Hi Joe,
I think you're reinforcing my back-of-the-envelope risk assessment - the
risk is low, but the impact would be high, in our environment. Also,
adding stonith would certainly add another layer of complexity, and
potentially more points of failure.
But, let me ask this pointed question: has anyone ever experienced, or
heard of an incident, where both the active and passive director went
insane and each became active, bringing up the VIPs on their interfaces
(i.e., they both respond to arp requests from the router)? This is my
"biggest" concern and it's not that big to begin with. This would be in
a direct routing configuration, I'm not concerned with NAT or TUN.
Thanks,
Dan
Joseph Mack NA3T wrote:
> On Mon, 10 Dec 2007, Dan Yocum wrote:
>
>> What are your recommendations on stonith and LVS director
>> failovers? Is it useful or not?
>
> people ran without it for years. But then people didn't have
> good backups back then either. How important is your setup:
> are you hosting a 1G$ or 1k$ business setup?
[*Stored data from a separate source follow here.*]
//! Offer/answer negotiation with the WHIP endpoint.
//!
//! State machine: `Idle -> OfferRequested -> OfferReady -> AwaitingAnswer
//! -> Negotiated`. Trickled local candidates are forwarded only once a
//! session resource exists and the offer is committed locally; earlier ones
//! are dropped. If the offer cannot be committed the fresh resource is
//! deleted again and the coordinator returns to `Idle`.
//!
//! The local description is committed only after the endpoint accepted the
//! offer, and the remote description only after the local one.

use log::{debug, info, warn};
use thiserror::Error;

use crate::engine::{EngineError, IceCandidate, MediaEngine, TransceiverSettings};
use crate::signaling::{HttpTransport, WhipClient, WhipError};

#[derive(Clone, Copy, Debug, PartialEq, Eq)]
pub enum NegotiationState {
    Idle,
    OfferRequested,
    OfferReady,
    AwaitingAnswer,
    Negotiated,
}

#[derive(Error, Debug)]
pub enum NegotiationError {
    #[error("Media engine error: {0}")]
    Engine(#[from] EngineError),

    #[error("Signaling error: {0}")]
    Signaling(#[from] WhipError),
}

/// Session resource on the endpoint
#[derive(Clone, Debug, PartialEq, Eq)]
pub struct SessionResource {
    pub resource_id: String,
    pub concurrency_token: Option<String>,
}

/// Single-candidate trickle ICE fragment.
pub fn trickle_fragment(candidate: &IceCandidate) -> String {
    format!("m=audio 9 RTP/AVP 0\r\na=mid:{}\r\na={}\r\n", candidate.mline_index, candidate.candidate)
}

pub struct NegotiationCoordinator<T> {
    client: WhipClient<T>,
    state: NegotiationState,
    session: Option<SessionResource>,
    /// Published media kinds; that many transceivers get NACK
    media_count: usize,
}

impl<T: HttpTransport> NegotiationCoordinator<T> {
    pub fn new(client: WhipClient<T>, media_count: usize) -> Self {
        Self { client, state: NegotiationState::Idle, session: None, media_count }
    }

    pub fn state(&self) -> NegotiationState {
        self.state
    }

    pub fn session(&self) -> Option<&SessionResource> {
        self.session.as_ref()
    }

    /// Configure transceivers and ask the engine for an offer.
    ///
    /// Only acts from `Idle` with no session; renegotiation of an existing
    /// session is not supported and is ignored.
    pub fn on_negotiation_needed<E: MediaEngine>(&mut self, engine: &mut E) -> Result<(), NegotiationError> {
        if self.state != NegotiationState::Idle || self.session.is_some() {
            debug!("Negotiation needed in state {:?}, ignoring", self.state);
            return Ok(());
        }

        let count = engine.transceiver_count();
        for index in 0..count {
            let settings = TransceiverSettings { send_only: true, fec: false, nack: index < self.media_count };
            engine.configure_transceiver(index, &settings)?;
        }
        info!("Configured {} transceivers (send-only, NACK on {})", count, self.media_count.min(count));

        engine.request_offer()?;
        self.state = NegotiationState::OfferRequested;
        Ok(())
    }

    /// Publish the offer, then commit local and remote descriptions.
    pub async fn on_offer_ready<E: MediaEngine>(
        &mut self,
        engine: &mut E,
        offer: E::Description,
    ) -> Result<(), NegotiationError> {
        if self.state != NegotiationState::OfferRequested {
            warn!("Unexpected offer in state {:?}, ignoring", self.state);
            return Ok(());
        }
        self.state = NegotiationState::OfferReady;

        let offer_sdp = match engine.description_to_text(&offer) {
            Ok(sdp) => sdp,
            Err(e) => {
                self.state = NegotiationState::Idle;
                return Err(e.into());
            }
        };

        let created = match self.client.create_session(&offer_sdp).await {
            Ok(created) => created,
            Err(e) => {
                self.state = NegotiationState::Idle;
                return Err(e.into());
            }
        };

        if let Err(e) = engine.set_local_description(&offer) {
            // Nothing can use the resource now
            self.state = NegotiationState::Idle;
            if let Err(delete) = self.client.delete_session(&created.resource_id).await {
                warn!("Failed to delete session {}: {}", created.resource_id, delete);
            }
            return Err(e.into());
        }
        self.session = Some(SessionResource {
            resource_id: created.resource_id,
            concurrency_token: created.concurrency_token,
        });
        self.state = NegotiationState::AwaitingAnswer;

        let answer = engine.parse_answer(&created.answer_sdp)?;
        engine.set_remote_description(&answer)?;
        self.state = NegotiationState::Negotiated;

        info!("Negotiated with {}", self.client.endpoint_url());
        Ok(())
    }

    pub fn on_offer_failed(&mut self, reason: &str) {
        warn!("Offer creation failed: {}", reason);
        if self.state == NegotiationState::OfferRequested {
            self.state = NegotiationState::Idle;
        }
    }

    /// Forward one local candidate. Returns whether it was sent.
    pub async fn on_local_ice_candidate(&mut self, candidate: &IceCandidate) -> Result<bool, NegotiationError> {
        let committed = matches!(self.state, NegotiationState::AwaitingAnswer | NegotiationState::Negotiated);
        let (Some(session), true) = (&self.session, committed) else {
            debug!("No session yet, dropping candidate {}", candidate.candidate);
            return Ok(false);
        };

        self.client
            .update_ice(
                &session.resource_id,
                session.concurrency_token.as_deref(),
                trickle_fragment(candidate),
            )
            .await?;
        Ok(true)
    }

    /// Delete the session resource, if one was created. At most once.
    pub async fn teardown(&mut self) -> Result<bool, WhipError> {
        let Some(session) = self.session.take() else {
            return Ok(false);
        };
        self.state = NegotiationState::Idle;
        self.client.delete_session(&session.resource_id).await?;
        Ok(true)
    }
}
Is it to run
> unattended or will people be looking at logs? Do you run
> smartmon on your disks and pre-emptively remove disks at
> 2yrs (even if they're working perfectly) or do you let them
> fail? Do you failout your fans after a year or so? Are you
> rrunning 5 9's or 1 9?
>
> High end commodity hardware isn't too bad nowadays and
> pre-emptive removal of parts that spin/move helps a lot. It
> seems like many of the failures are stupidity (pulling
> plugs, the ISP replaces/reconfigures the router) and no
> amount of stonith will fix that.
>
> Do you trust stonith? Is it a factor of 10 more reliable
> than the failures you expect?
>
> Joe
--
Dan Yocum
Fermilab 630.840.6509
yocum@xxxxxxxx, http://fermigrid.fnal.gov
Fermilab. Just zeros and ones.
|